Provided data:

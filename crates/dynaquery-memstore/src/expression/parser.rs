//! Tokenizer and recursive-descent parser for condition and projection
//! expressions.
//!
//! Keywords and function names are case-insensitive. Precedence from lowest
//! to highest is `OR`, `AND`, `NOT`, then comparisons and functions.

use std::fmt;

use super::ast::{AttributePath, CompareOp, Expr, FunctionName, LogicalOp, Operand, PathElement};

// ---------------------------------------------------------------------------
// Error type
// ---------------------------------------------------------------------------

/// Errors produced while parsing or evaluating an expression.
#[derive(Debug, Clone, PartialEq, Eq, thiserror::Error)]
pub enum ExpressionError {
    /// The input is not a well-formed expression.
    #[error("Syntax error: expected {expected}, found {found}")]
    Syntax {
        /// What the parser wanted.
        expected: String,
        /// What it got.
        found: String,
    },
    /// A `#name` placeholder has no entry in the attribute names.
    #[error("Unresolved expression attribute name: {name}")]
    UnresolvedName {
        /// The placeholder.
        name: String,
    },
    /// A `:value` placeholder has no entry in the attribute values.
    #[error("Unresolved expression attribute value: {name}")]
    UnresolvedValue {
        /// The placeholder.
        name: String,
    },
    /// A function got the wrong kind or number of arguments.
    #[error("Invalid operand for {function}: {message}")]
    InvalidOperand {
        /// The function.
        function: String,
        /// Explanation.
        message: String,
    },
}

fn syntax(expected: impl Into<String>, found: impl fmt::Display) -> ExpressionError {
    ExpressionError::Syntax {
        expected: expected.into(),
        found: found.to_string(),
    }
}

// ---------------------------------------------------------------------------
// Tokens
// ---------------------------------------------------------------------------

#[derive(Debug, Clone, PartialEq)]
enum Token {
    Ident(String),
    NamePlaceholder(String),
    ValuePlaceholder(String),
    Index(usize),
    Compare(CompareOp),
    Dot,
    Comma,
    LParen,
    RParen,
    LBracket,
    RBracket,
    And,
    Or,
    Not,
    Between,
    In,
    Size,
    Function(FunctionName),
    Eof,
}

impl fmt::Display for Token {
    fn fmt(&self, f: &mut fmt::Formatter<'_>) -> fmt::Result {
        match self {
            Self::Ident(s) => write!(f, "identifier '{s}'"),
            Self::NamePlaceholder(s) => write!(f, "#{s}"),
            Self::ValuePlaceholder(s) => write!(f, ":{s}"),
            Self::Index(n) => write!(f, "{n}"),
            Self::Compare(op) => write!(f, "'{}'", compare_symbol(*op)),
            Self::Dot => f.write_str("'.'"),
            Self::Comma => f.write_str("','"),
            Self::LParen => f.write_str("'('"),
            Self::RParen => f.write_str("')'"),
            Self::LBracket => f.write_str("'['"),
            Self::RBracket => f.write_str("']'"),
            Self::And => f.write_str("AND"),
            Self::Or => f.write_str("OR"),
            Self::Not => f.write_str("NOT"),
            Self::Between => f.write_str("BETWEEN"),
            Self::In => f.write_str("IN"),
            Self::Size => f.write_str("size"),
            Self::Function(name) => f.write_str(name.as_str()),
            Self::Eof => f.write_str("end of expression"),
        }
    }
}

fn compare_symbol(op: CompareOp) -> &'static str {
    match op {
        CompareOp::Eq => "=",
        CompareOp::Ne => "<>",
        CompareOp::Lt => "<",
        CompareOp::Le => "<=",
        CompareOp::Gt => ">",
        CompareOp::Ge => ">=",
    }
}

// ---------------------------------------------------------------------------
// Tokenizer
// ---------------------------------------------------------------------------

fn is_word_char(c: char) -> bool {
    c.is_ascii_alphanumeric() || c == '_'
}

fn tokenize(input: &str) -> Result<Vec<Token>, ExpressionError> {
    let chars: Vec<char> = input.chars().collect();
    let mut tokens = Vec::new();
    let mut pos = 0;

    let take_word = |start: usize| -> (String, usize) {
        let end = chars[start..]
            .iter()
            .position(|c| !is_word_char(*c))
            .map_or(chars.len(), |offset| start + offset);
        (chars[start..end].iter().collect(), end)
    };

    while pos < chars.len() {
        let c = chars[pos];
        if c.is_ascii_whitespace() {
            pos += 1;
            continue;
        }
        let next = chars.get(pos + 1).copied();
        let (token, consumed) = match (c, next) {
            ('<', Some('=')) => (Token::Compare(CompareOp::Le), 2),
            ('<', Some('>')) => (Token::Compare(CompareOp::Ne), 2),
            ('>', Some('=')) => (Token::Compare(CompareOp::Ge), 2),
            ('<', _) => (Token::Compare(CompareOp::Lt), 1),
            ('>', _) => (Token::Compare(CompareOp::Gt), 1),
            ('=', _) => (Token::Compare(CompareOp::Eq), 1),
            ('.', _) => (Token::Dot, 1),
            (',', _) => (Token::Comma, 1),
            ('(', _) => (Token::LParen, 1),
            (')', _) => (Token::RParen, 1),
            ('[', _) => (Token::LBracket, 1),
            (']', _) => (Token::RBracket, 1),
            ('#' | ':', _) => {
                let (word, end) = take_word(pos + 1);
                if word.is_empty() {
                    return Err(syntax(format!("placeholder name after '{c}'"), "nothing"));
                }
                let token = if c == '#' {
                    Token::NamePlaceholder(word)
                } else {
                    Token::ValuePlaceholder(word)
                };
                tokens.push(token);
                pos = end;
                continue;
            }
            (d, _) if d.is_ascii_digit() => {
                let (word, end) = take_word(pos);
                let index = word
                    .parse()
                    .map_err(|_| syntax("list index", format!("'{word}'")))?;
                tokens.push(Token::Index(index));
                pos = end;
                continue;
            }
            (a, _) if a.is_ascii_alphabetic() || a == '_' => {
                let (word, end) = take_word(pos);
                tokens.push(keyword(word));
                pos = end;
                continue;
            }
            (other, _) => return Err(syntax("a token", format!("'{other}'"))),
        };
        tokens.push(token);
        pos += consumed;
    }

    tokens.push(Token::Eof);
    Ok(tokens)
}

fn keyword(word: String) -> Token {
    match word.to_ascii_lowercase().as_str() {
        "and" => Token::And,
        "or" => Token::Or,
        "not" => Token::Not,
        "between" => Token::Between,
        "in" => Token::In,
        "size" => Token::Size,
        "attribute_exists" => Token::Function(FunctionName::AttributeExists),
        "attribute_not_exists" => Token::Function(FunctionName::AttributeNotExists),
        "attribute_type" => Token::Function(FunctionName::AttributeType),
        "begins_with" => Token::Function(FunctionName::BeginsWith),
        "contains" => Token::Function(FunctionName::Contains),
        _ => Token::Ident(word),
    }
}

// ---------------------------------------------------------------------------
// Parser
// ---------------------------------------------------------------------------

struct Parser {
    tokens: Vec<Token>,
    pos: usize,
}

impl Parser {
    fn new(input: &str) -> Result<Self, ExpressionError> {
        Ok(Self {
            tokens: tokenize(input)?,
            pos: 0,
        })
    }

    fn peek(&self) -> &Token {
        self.tokens.get(self.pos).unwrap_or(&Token::Eof)
    }

    fn bump(&mut self) -> Token {
        let token = self.tokens.get(self.pos).cloned().unwrap_or(Token::Eof);
        self.pos += 1;
        token
    }

    fn eat(&mut self, expected: &Token) -> Result<(), ExpressionError> {
        let token = self.bump();
        if token == *expected {
            Ok(())
        } else {
            Err(syntax(expected.to_string(), token))
        }
    }

    fn finish(&self) -> Result<(), ExpressionError> {
        match self.peek() {
            Token::Eof => Ok(()),
            other => Err(syntax("end of expression", other)),
        }
    }

    fn or_expr(&mut self) -> Result<Expr, ExpressionError> {
        let mut left = self.and_expr()?;
        while *self.peek() == Token::Or {
            self.bump();
            let right = self.and_expr()?;
            left = Expr::Logical {
                op: LogicalOp::Or,
                left: Box::new(left),
                right: Box::new(right),
            };
        }
        Ok(left)
    }

    fn and_expr(&mut self) -> Result<Expr, ExpressionError> {
        let mut left = self.not_expr()?;
        while *self.peek() == Token::And {
            self.bump();
            let right = self.not_expr()?;
            left = Expr::Logical {
                op: LogicalOp::And,
                left: Box::new(left),
                right: Box::new(right),
            };
        }
        Ok(left)
    }

    fn not_expr(&mut self) -> Result<Expr, ExpressionError> {
        if *self.peek() == Token::Not {
            self.bump();
            return Ok(Expr::Not(Box::new(self.not_expr()?)));
        }
        self.primary()
    }

    fn primary(&mut self) -> Result<Expr, ExpressionError> {
        match self.peek().clone() {
            Token::LParen => {
                self.bump();
                let inner = self.or_expr()?;
                self.eat(&Token::RParen)?;
                Ok(inner)
            }
            Token::Function(name) => {
                self.bump();
                let args = self.operand_list()?;
                if args.len() != name.arity() {
                    return Err(ExpressionError::InvalidOperand {
                        function: name.as_str().to_owned(),
                        message: format!("expected {} arguments, got {}", name.arity(), args.len()),
                    });
                }
                Ok(Expr::Function { name, args })
            }
            _ => {
                let left = self.operand()?;
                self.predicate(left)
            }
        }
    }

    fn predicate(&mut self, left: Operand) -> Result<Expr, ExpressionError> {
        match self.bump() {
            Token::Compare(op) => Ok(Expr::Compare {
                left,
                op,
                right: self.operand()?,
            }),
            Token::Between => {
                let low = self.operand()?;
                self.eat(&Token::And)?;
                let high = self.operand()?;
                Ok(Expr::Between {
                    value: left,
                    low,
                    high,
                })
            }
            Token::In => Ok(Expr::In {
                value: left,
                list: self.operand_list()?,
            }),
            other => Err(syntax("comparison, BETWEEN, or IN", other)),
        }
    }

    fn operand_list(&mut self) -> Result<Vec<Operand>, ExpressionError> {
        self.eat(&Token::LParen)?;
        let mut list = vec![self.operand()?];
        while *self.peek() == Token::Comma {
            self.bump();
            list.push(self.operand()?);
        }
        self.eat(&Token::RParen)?;
        Ok(list)
    }

    fn operand(&mut self) -> Result<Operand, ExpressionError> {
        match self.peek().clone() {
            Token::ValuePlaceholder(name) => {
                self.bump();
                Ok(Operand::Value(format!(":{name}")))
            }
            Token::Size => {
                self.bump();
                self.eat(&Token::LParen)?;
                let path = self.path()?;
                self.eat(&Token::RParen)?;
                Ok(Operand::Size(path))
            }
            _ => Ok(Operand::Path(self.path()?)),
        }
    }

    fn path(&mut self) -> Result<AttributePath, ExpressionError> {
        let mut elements = vec![self.path_segment()?];
        loop {
            match self.peek() {
                Token::Dot => {
                    self.bump();
                    elements.push(self.path_segment()?);
                }
                Token::LBracket => {
                    self.bump();
                    match self.bump() {
                        Token::Index(idx) => elements.push(PathElement::Index(idx)),
                        other => return Err(syntax("list index", other)),
                    }
                    self.eat(&Token::RBracket)?;
                }
                _ => break,
            }
        }
        Ok(AttributePath { elements })
    }

    fn path_segment(&mut self) -> Result<PathElement, ExpressionError> {
        match self.bump() {
            Token::Ident(name) => Ok(PathElement::Attribute(name)),
            Token::NamePlaceholder(name) => Ok(PathElement::Attribute(format!("#{name}"))),
            other => Err(syntax("attribute name or #name", other)),
        }
    }
}

// ---------------------------------------------------------------------------
// Public API
// ---------------------------------------------------------------------------

/// Parses a condition, filter, or key-condition expression.
///
/// # Errors
///
/// Returns [`ExpressionError::Syntax`] for malformed input and
/// [`ExpressionError::InvalidOperand`] for wrong function arity.
pub fn parse_condition(input: &str) -> Result<Expr, ExpressionError> {
    let mut parser = Parser::new(input)?;
    let expr = parser.or_expr()?;
    parser.finish()?;
    Ok(expr)
}

/// Parses a projection expression into its comma-separated paths.
///
/// # Errors
///
/// Returns [`ExpressionError::Syntax`] for malformed input.
pub fn parse_projection(input: &str) -> Result<Vec<AttributePath>, ExpressionError> {
    let mut parser = Parser::new(input)?;
    let mut paths = vec![parser.path()?];
    while *parser.peek() == Token::Comma {
        parser.bump();
        paths.push(parser.path()?);
    }
    parser.finish()?;
    Ok(paths)
}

Exercise directions: Please report every line of the listing that contains the string "args".

Solution:
                let args = self.operand_list()?;
                if args.len() != name.arity() {
                        message: format!("expected {} arguments, got {}", name.arity(), args.len()),
                Ok(Expr::Function { name, args })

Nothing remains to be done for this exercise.